Under the wow factor of her technique, it's this steel will of hers that shines through the longer you watch her. Add to this her age: She's 17, at the very start of her career.

Being able to do something like this is one (huge) thing, being able to do it well at an elite level a whole different ball game... and there was no way Sheetal was ever going to do something in any way other than the latter. The more you see her in action, the more used to the technique you get (as used as anyone can get to watching the incredible), her sporting brilliance takes over your attention.

You see, unlike in Olympic archery where a few loose arrows or sets can be made up, para-archery demands constant perfection. Each arrow is counted towards the final cumulative score. Remember that clip of her hitting a dead-centre that went viral a few days ago? She does that again, and again, and again every time she competes... she has to shoot 8 arrows in every mixed compound match she plays, 15 in every individual match. The fact that at age 17 she has two Asian Para golds (one of those won by hitting six straight tens at the end), a World Championships silver, and a Paralympics silver in this most demanding sport is telling -- she's not just a rare genius, she's a consistent rare genius. The difficulty of being that cannot be overstated.

While Sheetal is the only female 'armless' archer competing at an elite international level, there are three men who took part in this year's Paralympics under the same restrictions. Piotr Van Montagu of Belgium, Victor Sardina Viveros of Mexico, and the OG 'armless' archer Matt Stutzman of the USA. Stutzman, a four-time Paralympian, won his first gold in Paris a couple of days ago in a most stunning manner -- setting a Paralympic record with a frankly ludicrous score of 149/150.

Stutzman was, in fact, an inspiration for Sheetal's coaches. They had been struggling to find ways to get the best out of her after they'd found that prosthetics wouldn't fit, but stumbling onto Stutzman in their research cleared the path. 11 months after that training started, she was winning those Asian Games golds. A year on from that and here we are, a Paralympic games bronze hanging around her neck.

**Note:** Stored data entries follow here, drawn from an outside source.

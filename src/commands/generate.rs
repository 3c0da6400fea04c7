//! Generate the post index

use anyhow::{Context, Result};
use std::fs;
use std::path::PathBuf;

use crate::render::{render_document, render_index};
use crate::Site;

/// Command-line overrides for a generate run
#[derive(Debug, Clone, Default)]
pub struct GenerateOptions {
    /// Replace the configured heading
    pub title: Option<String>,
    /// Replace the configured date format
    pub date_format: Option<String>,
    /// Wrap the listing in a full HTML document
    pub standalone: bool,
}

/// Render the index for a site without writing it anywhere
pub fn render(site: &Site, options: &GenerateOptions) -> Result<String> {
    let posts = site
        .load_posts()
        .with_context(|| format!("loading posts from {:?}", site.posts_path))?;

    let mut ctx = site.page_context()?;
    if let Some(title) = &options.title {
        ctx.page_title = title.clone();
    }
    if let Some(format) = &options.date_format {
        ctx.date_format = Some(format.clone());
    }

    tracing::info!("Rendering {} posts", posts.len());

    if options.standalone || site.config.standalone {
        Ok(render_document(&posts, &ctx))
    } else {
        Ok(render_index(&posts, &ctx))
    }
}

/// Render the index and write it to `<destination>/index.html`
pub fn run(site: &Site, options: &GenerateOptions) -> Result<PathBuf> {
    let start = std::time::Instant::now();

    let html = render(site, options)?;

    fs::create_dir_all(&site.destination)?;
    let path = site.index_path();
    fs::write(&path, html).with_context(|| format!("writing {:?}", path))?;

    let duration = start.elapsed();
    tracing::info!("Generated {:?} in {:.2}s", path, duration.as_secs_f64());

    Ok(path)
}

#[cfg(test)]
mod tests {
    use super::*;

    fn site_with(config: &str, posts: &str) -> (tempfile::TempDir, Site) {
        let dir = tempfile::tempdir().unwrap();
        fs::write(dir.path().join("_config.yml"), config).unwrap();
        fs::write(dir.path().join("_posts.yml"), posts).unwrap();
        let site = Site::new(dir.path()).unwrap();
        (dir, site)
    }

    const POSTS: &str = r#"
- title: Second
  url: /second/
  date: 2025-01-05
- title: First
  url: /first/
  date: 2024-12-31
"#;

    #[test]
    fn test_run_writes_index() {
        let (_dir, site) = site_with("title: Blog\n", POSTS);
        let path = run(&site, &GenerateOptions::default()).unwrap();

        let html = fs::read_to_string(path).unwrap();
        assert!(html.starts_with("<div class=\"home\">"));
        assert!(html.contains(">Blog</h2>"));
        assert!(html.contains(">Jan 5, 2025</time>"));
        assert!(html.find("Second").unwrap() < html.find("First").unwrap());
    }

    #[test]
    fn test_options_override_config() {
        let (_dir, site) = site_with("title: Blog\ndate_format: '%d/%m/%Y'\n", POSTS);
        let options = GenerateOptions {
            title: Some("Archive".to_string()),
            date_format: Some("YYYY-MM-DD".to_string()),
            standalone: true,
        };

        let html = render(&site, &options).unwrap();
        assert!(html.starts_with("<!DOCTYPE html>"));
        assert!(html.contains("<title>Archive</title>"));
        assert!(html.contains(">2024-12-31</time>"));
    }

    #[test]
    fn test_config_date_format_and_root() {
        let (_dir, site) = site_with("date_format: '%d/%m/%Y'\nroot: /blog/\n", POSTS);
        let html = render(&site, &GenerateOptions::default()).unwrap();
        assert!(html.contains(">05/01/2025</time>"));
        assert!(html.contains(r#"href="/blog/second/""#));
    }

    #[test]
    fn test_missing_manifest_is_an_error() {
        let dir = tempfile::tempdir().unwrap();
        let site = Site::new(dir.path()).unwrap();
        let err = render(&site, &GenerateOptions::default()).unwrap_err();
        assert!(err.to_string().contains("loading posts"));
    }
}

"Whenever I see the medals, I have won [until now], I feel inspired to win more. I have only just started," she had told the BBC earlier. This is not just a vision statement; it's backed up by her belief in-game. "Even when I shoot a nine, I'm only thinking about how I can convert that into a 10 on the next shot."

She's now well on the way to conquer a sport she had felt was "impossible," because "My legs used to ache a lot" and it's because of that I-can-do-anything attitude of hers. "I believe that no one has any limitations, it's just about wanting something enough and working as hard as you can. If I can do it, anyone else can."

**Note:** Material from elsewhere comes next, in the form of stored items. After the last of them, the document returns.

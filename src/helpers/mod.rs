//! Helper functions used while rendering
//!
//! Date formatting, HTML escaping and URL joining. Everything here is a
//! plain function of its arguments.

mod date;
mod html;
mod url;

pub use date::*;
pub use html::*;
pub use url::*;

This is backed by her mentor. Stutzman has said about her that "her drive to win is incredible. She listens, she's motivated and she has the same spark [he had initially]". He recently called her "the future of the sport".

You can see why, clearly. While Stutzman is the pioneering legend, it's Sheetal that has become a sensation, the one has brought the world's focus onto the sport of para-archery. Every once in a while, you get an athlete who takes up a position in popular culture that's often bigger than their sport itself, and that's where Sheetal finds herself right now. On the face of it, Sheetal seems strong enough to handle all that attention. After all, she shrugged off the disappointment of a pre-quarters' loss (the match from which the clip went viral, a match where she showed all the nerves a 17-year-old debutant at the world's biggest stage is expected to) to bring her A-game to the mixed event just two days later. That's mental toughness of the highest order. She'll continue to need it as her career takes off from here.

Her fame continues to skyrocket, and this medal will only add to it. She's so popular now that she seems to have become the unofficial face of the Paralympic Games for the casual viewer.... And why not? The Paralympics is an event that celebrates the impossible being done in the face of odds that most of us can barely comprehend, one that celebrates finding sporting excellence in people who were ignored as incapable of producing it. Who captures that spirit of this event, that true meaning of these Games better than this 'armless' archer from Jammu?